- **What you are asked to do**:
Each record should be given back exactly, with none missing.

◇ ◇ ◇ ◇ ◇

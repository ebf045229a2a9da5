use redis::aio::ConnectionManager;
use serde::{Deserialize, Serialize};
use std::sync::Arc;
use std::time::Duration;
use thiserror::Error;

/// Errors that can occur with cache operations
#[derive(Debug, Error)]
pub enum CacheError {
    #[error("Redis error: {0}")]
    RedisError(#[from] redis::RedisError),

    #[error("Serialization error: {0}")]
    SerializationError(#[from] serde_json::Error),

    #[error("Cache miss: {0}")]
    CacheMiss(String),
}

/// Multi-tier cache manager for the skill catalog
///
/// L1 is an in-process moka cache. L2 is Redis, shared across instances,
/// and optional: without it the manager serves from L1 alone.
pub struct CacheManager {
    redis: Option<Arc<tokio::sync::Mutex<ConnectionManager>>>,
    l1_cache: moka::future::Cache<String, Vec<u8>>,
    ttl_secs: u64,
}

impl CacheManager {
    /// Create an L1-only cache manager
    pub fn in_memory(l1_size: u64, ttl_secs: u64) -> Self {
        let l1_cache = moka::future::CacheBuilder::new(l1_size)
            .time_to_live(Duration::from_secs(ttl_secs))
            .build();

        Self {
            redis: None,
            l1_cache,
            ttl_secs,
        }
    }

    /// Create a cache manager backed by Redis
    pub async fn new(redis_url: &str, l1_size: u64, ttl_secs: u64) -> Result<Self, CacheError> {
        let client = redis::Client::open(redis_url)?;
        let redis = ConnectionManager::new(client).await?;

        let mut manager = Self::in_memory(l1_size, ttl_secs);
        manager.redis = Some(Arc::new(tokio::sync::Mutex::new(redis)));
        Ok(manager)
    }

    /// Connect to Redis when a URL is configured, falling back to L1 only
    pub async fn connect_or_in_memory(redis_url: Option<&str>, l1_size: u64, ttl_secs: u64) -> Self {
        let Some(url) = redis_url.filter(|url| !url.is_empty()) else {
            tracing::info!("No Redis URL configured, using in-memory cache only");
            return Self::in_memory(l1_size, ttl_secs);
        };

        match Self::new(url, l1_size, ttl_secs).await {
            Ok(manager) => manager,
            Err(e) => {
                tracing::warn!("Failed to connect to Redis ({}), using in-memory cache only", e);
                Self::in_memory(l1_size, ttl_secs)
            }
        }
    }

    pub fn has_redis(&self) -> bool {
        self.redis.is_some()
    }

    /// Get a value from cache (L1 first, then L2)
    pub async fn get<T>(&self, key: &str) -> Result<T, CacheError>
    where
        T: for<'de> Deserialize<'de>,
    {
        if let Some(bytes) = self.l1_cache.get(key).await {
            tracing::trace!("L1 cache hit: {}", key);
            return Ok(serde_json::from_slice(&bytes)?);
        }

        if let Some(redis) = &self.redis {
            let mut conn = redis.lock().await;
            let value: Option<String> = redis::cmd("GET")
                .arg(key)
                .query_async(&mut *conn)
                .await?;
            drop(conn);

            if let Some(json) = value {
                tracing::trace!("L2 cache hit: {}", key);

                // Populate L1 cache
                self.l1_cache.insert(key.to_string(), json.as_bytes().to_vec()).await;

                return Ok(serde_json::from_str(&json)?);
            }
        }

        tracing::trace!("Cache miss: {}", key);
        Err(CacheError::CacheMiss(key.to_string()))
    }

    /// Set a value in cache (both tiers)
    pub async fn set<T>(&self, key: &str, value: &T) -> Result<(), CacheError>
    where
        T: Serialize,
    {
        let json = serde_json::to_string(value)?;

        self.l1_cache.insert(key.to_string(), json.as_bytes().to_vec()).await;

        if let Some(redis) = &self.redis {
            let mut conn = redis.lock().await;
            redis::cmd("SETEX")
                .arg(key)
                .arg(self.ttl_secs)
                .arg(json)
                .query_async::<()>(&mut *conn)
                .await?;
        }

        tracing::trace!("Cache set: {}", key);
        Ok(())
    }

    /// Get cache statistics
    pub fn stats(&self) -> CacheStats {
        CacheStats {
            l1_size: self.l1_cache.entry_count(),
            l2_enabled: self.has_redis(),
        }
    }
}

/// Cache statistics
#[derive(Debug, Clone, Serialize, Deserialize)]
pub struct CacheStats {
    pub l1_size: u64,
    pub l2_enabled: bool,
}

/// Cache key builder
pub struct CacheKey;

impl CacheKey {
    /// Skill catalog, optionally narrowed to a category
    pub fn skills(category: Option<&str>) -> String {
        format!("skills:{}", category.unwrap_or("*"))
    }

    /// Skill category list
    pub fn categories() -> String {
        "skills:categories".to_string()
    }
}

◇ ◇ ◇ ◇ ◇

- **Answer for the task**:
repository ebf045229a2a9da5
use redis::aio::ConnectionManager;
use serde::{Deserialize, Serialize};
use std::sync::Arc;
use std::time::Duration;
use thiserror::Error;

/// Errors that can occur with cache operations
#[derive(Debug, Error)]
pub enum CacheError {
    #[error("Redis error: {0}")]
    RedisError(#[from] redis::RedisError),

    #[error("Serialization error: {0}")]
    SerializationError(#[from] serde_json::Error),

    #[error("Cache miss: {0}")]
    CacheMiss(String),
}

/// Multi-tier cache manager for the skill catalog
///
/// L1 is an in-process moka cache. L2 is Redis, shared across instances,
/// and optional: without it the manager serves from L1 alone.
pub struct CacheManager {
    redis: Option<Arc<tokio::sync::Mutex<ConnectionManager>>>,
    l1_cache: moka::future::Cache<String, Vec<u8>>,
    ttl_secs: u64,
}

impl CacheManager {
    /// Create an L1-only cache manager
    pub fn in_memory(l1_size: u64, ttl_secs: u64) -> Self {
        let l1_cache = moka::future::CacheBuilder::new(l1_size)
            .time_to_live(Duration::from_secs(ttl_secs))
            .build();

        Self {
            redis: None,
            l1_cache,
            ttl_secs,
        }
    }

    /// Create a cache manager backed by Redis
    pub async fn new(redis_url: &str, l1_size: u64, ttl_secs: u64) -> Result<Self, CacheError> {
        let client = redis::Client::open(redis_url)?;
        let redis = ConnectionManager::new(client).await?;

        let mut manager = Self::in_memory(l1_size, ttl_secs);
        manager.redis = Some(Arc::new(tokio::sync::Mutex::new(redis)));
        Ok(manager)
    }

    /// Connect to Redis when a URL is configured, falling back to L1 only
    pub async fn connect_or_in_memory(redis_url: Option<&str>, l1_size: u64, ttl_secs: u64) -> Self {
        let Some(url) = redis_url.filter(|url| !url.is_empty()) else {
            tracing::info!("No Redis URL configured, using in-memory cache only");
            return Self::in_memory(l1_size, ttl_secs);
        };

        match Self::new(url, l1_size, ttl_secs).await {
            Ok(manager) => manager,
            Err(e) => {
                tracing::warn!("Failed to connect to Redis ({}), using in-memory cache only", e);
                Self::in_memory(l1_size, ttl_secs)
            }
        }
    }

    pub fn has_redis(&self) -> bool {
        self.redis.is_some()
    }

    /// Get a value from cache (L1 first, then L2)
    pub async fn get<T>(&self, key: &str) -> Result<T, CacheError>
    where
        T: for<'de> Deserialize<'de>,
    {
        if let Some(bytes) = self.l1_cache.get(key).await {
            tracing::trace!("L1 cache hit: {}", key);
            return Ok(serde_json::from_slice(&bytes)?);
        }

        if let Some(redis) = &self.redis {
            let mut conn = redis.lock().await;
            let value: Option<String> = redis::cmd("GET")
                .arg(key)
                .query_async(&mut *conn)
                .await?;
            drop(conn);

            if let Some(json) = value {
                tracing::trace!("L2 cache hit: {}", key);

                // Populate L1 cache
                self.l1_cache.insert(key.to_string(), json.as_bytes().to_vec()).await;

                return Ok(serde_json::from_str(&json)?);
            }
        }

        tracing::trace!("Cache miss: {}", key);
        Err(CacheError::CacheMiss(key.to_string()))
    }

    /// Set a value in cache (both tiers)
    pub async fn set<T>(&self, key: &str, value: &T) -> Result<(), CacheError>
    where
        T: Serialize,
    {
        let json = serde_json::to_string(value)?;

        self.l1_cache.insert(key.to_string(), json.as_bytes().to_vec()).await;

        if let Some(redis) = &self.redis {
            let mut conn = redis.lock().await;
            redis::cmd("SETEX")
                .arg(key)
                .arg(self.ttl_secs)
                .arg(json)
                .query_async::<()>(&mut *conn)
                .await?;
        }

        tracing::trace!("Cache set: {}", key);
        Ok(())
    }

    /// Get cache statistics
    pub fn stats(&self) -> CacheStats {
        CacheStats {
            l1_size: self.l1_cache.entry_count(),
            l2_enabled: self.has_redis(),
        }
    }
}

/// Cache statistics
#[derive(Debug, Clone, Serialize, Deserialize)]
pub struct CacheStats {
    pub l1_size: u64,
    pub l2_enabled: bool,
}

/// Cache key builder
pub struct CacheKey;

impl CacheKey {
    /// Skill catalog, optionally narrowed to a category
    pub fn skills(category: Option<&str>) -> String {
        format!("skills:{}", category.unwrap_or("*"))
    }

    /// Skill category list
    pub fn categories() -> String {
        "skills:categories".to_string()
    }
}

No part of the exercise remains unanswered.